Hyundai is on a mission to get drivers to transition to electric vehicles (EVs).
In 2023, the multinational automotive manufacturer launched the first-ever, all-electric 2023 IONIQ 6.
The award-winning car features Bluelink, digital key two touch, an in-car WiFi hotspot, and more. Additionally, the IONIQ 6 has an ultra-fast charging time of going from 10% to 80% in less than 18 minutes.
Hyundai aims for the target buyer of the IONIQ 6 to be Millennial professionals in urban areas looking to go against the status quo by being behind the wheel of an EV without altering their lifestyle.
Further tapping into supporting its multicultural audience, Hyundai created the Progress Project, which awards local Black-owned businesses near the Hyundai Motor Group Metaplant America in Savannah, GA.
One of the grant recipients was Michael Roberson.
As the owner of the Savannah Sauce Company, Roberson had a more unconventional path of stepping into the food industry.
After being burned out from working in civil site development, the founder ventured into academics at a university. However, he didn’t feel “good enough” and faced other issues with his employer.
For nearly nine months, Roberson searched for a new position without any luck. The tiring hunt steered him in a different direction — becoming his own boss.
Savannah Sauce Company is inspired by Roberson’s grandmother, Henrietta Smith, who survived the Great Depression. The economic recession led her to can her own goods including the fruit from the trees she grew in her backyard.
Roberson began to make cold calls, seeking investors to support him in starting his sauce business. Although he received quite a number of hard rejections, he was persistent, which led him to his first “yes.”
“One guy he asked me, ‘Are you crazy?,'” Roberson recalled to AfroTech. “Then, I go, ‘Well, we all are just a little bit.’ And that got a laugh out of him. Then, that opened up the conversation.”
He continued, “He said, ‘I’ll get you one sauce in one store.'”
Writing an essay on how food brings people together and shows who they are is what convinced Roberson’s first investor to take a chance on him.
The backing landed his product in a Whole Foods Market, where he served samples to customers. Although he had someone investing in him, sales weren’t coming in at the time and he feared he would lose his investor.
“I’m bleeding money at that point,” Roberson told us. “I’m living off of savings.”
Miraculously, on the day that Roberson planned to officially call it quits, a woman tried a sample of his hot sauce. It reminded her of her father’s and she bought six bottles. The sale not only excited him but set the trajectory for more interested customers.

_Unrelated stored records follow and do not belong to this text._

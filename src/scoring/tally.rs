//! Numeric helpers for the per-publication factors

use crate::models::Category;
use indexmap::IndexMap;

/// `d / n`, or 0 when `n` is zero.
///
/// Only a zero first argument is special-cased: the result is the inverse of
/// the usual ratio, so a larger `n` yields a smaller factor. Total for every
/// finite input.
pub fn reciprocal(n: f64, d: f64) -> f64 {
    if n != 0.0 {
        d / n
    } else {
        0.0
    }
}

/// Round to the nearest integer, ties to even (2.5 -> 2, 3.5 -> 4)
pub fn round_half_even(value: f64) -> i64 {
    value.round_ties_even() as i64
}

/// Weighted count of collaborators per category value for one publication.
///
/// Seeded with the subject's own value so the subject always has an entry.
/// Insertion order is kept so the total is summed in a fixed order.
#[derive(Debug, Clone)]
pub struct CategoryTally {
    counts: IndexMap<Category, f64>,
    own: Category,
    seed: f64,
}

impl CategoryTally {
    pub fn seeded(own: &Category, seed: f64) -> Self {
        let mut counts = IndexMap::new();
        counts.insert(own.clone(), seed);
        Self {
            counts,
            own: own.clone(),
            seed,
        }
    }

    pub fn add(&mut self, category: &Category, weight: f64) {
        *self.counts.entry(category.clone()).or_insert(0.0) += weight;
    }

    /// Sum of every entry, seed included
    pub fn total(&self) -> f64 {
        self.counts.values().sum()
    }

    /// Number of distinct category values, the subject's own included
    pub fn distinct(&self) -> usize {
        self.counts.len()
    }

    /// Accumulated weight on the subject's own value
    pub fn own_share(&self) -> f64 {
        self.counts.get(&self.own).copied().unwrap_or(0.0)
    }

    /// `distinct * reciprocal(own_share, total - seed)`
    pub fn factor(&self) -> f64 {
        let denominator = self.total() - self.seed;
        let weight = reciprocal(self.own_share(), denominator);
        self.distinct() as f64 * weight
    }
}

While on cloud nine, he abruptly hit a low after having to recall his products due to mold. Roberson begged his investor not to drop him, and he was given 14 days to get new products up and running.

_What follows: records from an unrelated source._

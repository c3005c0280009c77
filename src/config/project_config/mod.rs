//! Project-level configuration support
//!
//! Loads configuration from `dindex.toml` or `.dindexrc.json` in the
//! working directory, or from an explicit `--config` path.
//!
//! # Configuration Format
//!
//! ```toml
//! # dindex.toml
//!
//! [scoring]
//! new_degree_threshold = 1
//! new_bonus = 0.8
//! bonus_enabled = false
//! base_gender_factor = 1.0
//! base_nationality_factor = 1.0
//! base_specialization_factor = 1.0
//!
//! [scoring.categorical_weights.nationality]
//! BR = 1.5
//!
//! [scoring.categorical_weights.specialization]
//! Physics = 0.5
//!
//! [graph]
//! shape = "coauthor"   # or "publication"
//!
//! [records]
//! data = "authors.csv"
//! publication_prefix = "pub."
//!
//! [defaults]
//! format = "text"
//! workers = 8
//! ```

use crate::graph::GraphShape;
use crate::records::DEFAULT_PUBLICATION_PREFIX;
use anyhow::Context;
use serde::{Deserialize, Serialize};
use std::collections::HashMap;
use std::path::{Path, PathBuf};
use tracing::{debug, warn};

/// Config file names searched in the working directory, in priority order
pub const CONFIG_FILE_NAMES: &[&str] = &["dindex.toml", ".dindexrc.json"];

/// Project-level configuration loaded from dindex.toml or similar
#[derive(Debug, Clone, Deserialize, Serialize, Default, PartialEq)]
pub struct ProjectConfig {
    /// Index calculation tunables
    #[serde(default)]
    pub scoring: ScoringConfig,

    /// Degree graph construction
    #[serde(default)]
    pub graph: GraphConfig,

    /// Record store location and id handling
    #[serde(default)]
    pub records: RecordsConfig,

    /// Default CLI flags
    #[serde(default)]
    pub defaults: CliDefaults,
}

/// Tunables of the D-Index calculation
#[derive(Debug, Clone, Deserialize, Serialize, PartialEq)]
pub struct ScoringConfig {
    /// Graph degree that marks a collaborator as new (default: 1)
    #[serde(default = "default_new_degree_threshold")]
    pub new_degree_threshold: usize,

    /// Added to a new collaborator's weight when the bonus is on (default: 0.8)
    #[serde(default = "default_new_bonus")]
    pub new_bonus: f64,

    /// Apply the new-collaborator bonus (default: false)
    #[serde(default)]
    pub bonus_enabled: bool,

    /// Weight per same-gender collaborator (default: 1.0)
    #[serde(default = "default_base_factor")]
    pub base_gender_factor: f64,

    /// Weight per collaborator in the nationality tally (default: 1.0)
    #[serde(default = "default_base_factor")]
    pub base_nationality_factor: f64,

    /// Weight per collaborator in the specialization tally (default: 1.0)
    #[serde(default = "default_base_factor")]
    pub base_specialization_factor: f64,

    /// Optional post-hoc multipliers keyed by the subject's own category value
    #[serde(default)]
    pub categorical_weights: Option<CategoricalWeights>,
}

impl Default for ScoringConfig {
    fn default() -> Self {
        Self {
            new_degree_threshold: default_new_degree_threshold(),
            new_bonus: default_new_bonus(),
            bonus_enabled: false,
            base_gender_factor: default_base_factor(),
            base_nationality_factor: default_base_factor(),
            base_specialization_factor: default_base_factor(),
            categorical_weights: None,
        }
    }
}

fn default_new_degree_threshold() -> usize {
    1
}
fn default_new_bonus() -> f64 {
    0.8
}
fn default_base_factor() -> f64 {
    1.0
}

impl ScoringConfig {
    /// Copy of this config with the bonus switched on or off
    pub fn with_bonus(&self, enabled: bool) -> Self {
        Self {
            bonus_enabled: enabled,
            ..self.clone()
        }
    }
}

/// Multipliers applied to a publication's nationality / specialization factor
#[derive(Debug, Clone, Deserialize, Serialize, Default, PartialEq)]
pub struct CategoricalWeights {
    /// Country code -> multiplier
    #[serde(default)]
    pub nationality: HashMap<String, f64>,

    /// Specialization -> multiplier
    #[serde(default)]
    pub specialization: HashMap<String, f64>,
}

impl CategoricalWeights {
    /// Multiplier for the subject's country code, if configured
    pub fn nationality_multiplier(&self, country_code: &str) -> Option<f64> {
        self.nationality.get(country_code).copied()
    }

    /// Multiplier for the subject's specialization, if configured
    pub fn specialization_multiplier(&self, specialization: &str) -> Option<f64> {
        self.specialization.get(specialization).copied()
    }

    pub fn is_empty(&self) -> bool {
        self.nationality.is_empty() && self.specialization.is_empty()
    }
}

/// Degree graph configuration
#[derive(Debug, Clone, Deserialize, Serialize, Default, PartialEq)]
pub struct GraphConfig {
    #[serde(default)]
    pub shape: GraphShape,
}

/// Record store configuration
#[derive(Debug, Clone, Deserialize, Serialize, PartialEq)]
pub struct RecordsConfig {
    /// CSV file with authorship rows
    #[serde(default)]
    pub data: Option<PathBuf>,

    /// Prefix stripped from publication ids (default: "pub.")
    #[serde(default = "default_publication_prefix")]
    pub publication_prefix: String,
}

impl Default for RecordsConfig {
    fn default() -> Self {
        Self {
            data: None,
            publication_prefix: default_publication_prefix(),
        }
    }
}

fn default_publication_prefix() -> String {
    DEFAULT_PUBLICATION_PREFIX.to_string()
}

/// Default CLI flags that can be set in project config
#[derive(Debug, Clone, Deserialize, Serialize, Default, PartialEq)]
pub struct CliDefaults {
    /// Default output format (text, json)
    #[serde(default)]
    pub format: Option<String>,

    /// Default number of workers for discovery
    #[serde(default)]
    pub workers: Option<usize>,
}

/// Load project configuration from a directory.
///
/// Searches for configuration files in this order:
/// 1. `dindex.toml`
/// 2. `.dindexrc.json`
///
/// A file that fails to parse is logged and skipped. Returns defaults if no
/// usable config file is found.
pub fn load_project_config(dir: &Path) -> ProjectConfig {
    for name in CONFIG_FILE_NAMES {
        let path = dir.join(name);
        if !path.exists() {
            continue;
        }
        match load_config_file(&path) {
            Ok(config) => {
                debug!("Loaded project config from {}", path.display());
                return config;
            }
            Err(e) => {
                warn!("Failed to load {}: {:#}", path.display(), e);
            }
        }
    }

    debug!("No project config found, using defaults");
    ProjectConfig::default()
}

/// Load one config file, picking the parser from its extension
pub fn load_config_file(path: &Path) -> anyhow::Result<ProjectConfig> {
    let content = std::fs::read_to_string(path)
        .with_context(|| format!("Failed to read {}", path.display()))?;

    let is_json = path
        .extension()
        .map(|ext| ext.eq_ignore_ascii_case("json"))
        .unwrap_or(false);

    let config = if is_json {
        serde_json::from_str(&content)
            .with_context(|| format!("Invalid JSON config {}", path.display()))?
    } else {
        toml::from_str(&content)
            .with_context(|| format!("Invalid TOML config {}", path.display()))?
    };
    Ok(config)
}

#[cfg(test)]
mod tests;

Right on the deadline, he had his sauces on the store’s shelves.
Now, fast forwarding to today, Roberson’s sauces went from struggling in one store to being available for purchase in over 100 Whole Foods Markets.
“I would’ve never imagined being in this space at all,” Roberson expressed.
Savannah Sauce Company’s products include jams, hot sauces, ketchup, BBQ sauces, marinades, and more. One of the jams comes from Roberson’s childhood. His grandmother made him sandwiches with what she called frog (figs, raspberries, oranges, and ginger) jam.
Along with the Progress Project donating $15,000 to the Savannah Sauce Company, it helped Roberson achieve his longtime dream of creating his own ice cream with his grandmother’s frog jam recipe. In addition, there are a total of four different flavors.
“In honor of Hyundai, a South Korean-based company, we are also making a mochi-flavored ice cream,” he detailed.
While Roberson’s dreams have come true, there’s a bigger overall mission for his company. Savannah Sauce Company founded TigerCo Marketing, which allows Savannah State University students to be a part of running the company. The intent was that by the time they graduate, they already have work experience under their belt as well. Plus, revenue from the sauce is converted back to the school to create micro-grants to help them start their own businesses.
What’s more, according to the company’s website, profits from sales go to homeless veterans and creating “tiny homes” for them in sustainable communities.
In the near future, Roberson hopes for Savannah Sauce Company to expand to Whole Foods Market Canada, Whole Foods Market Europe, and even the Pacific Rim.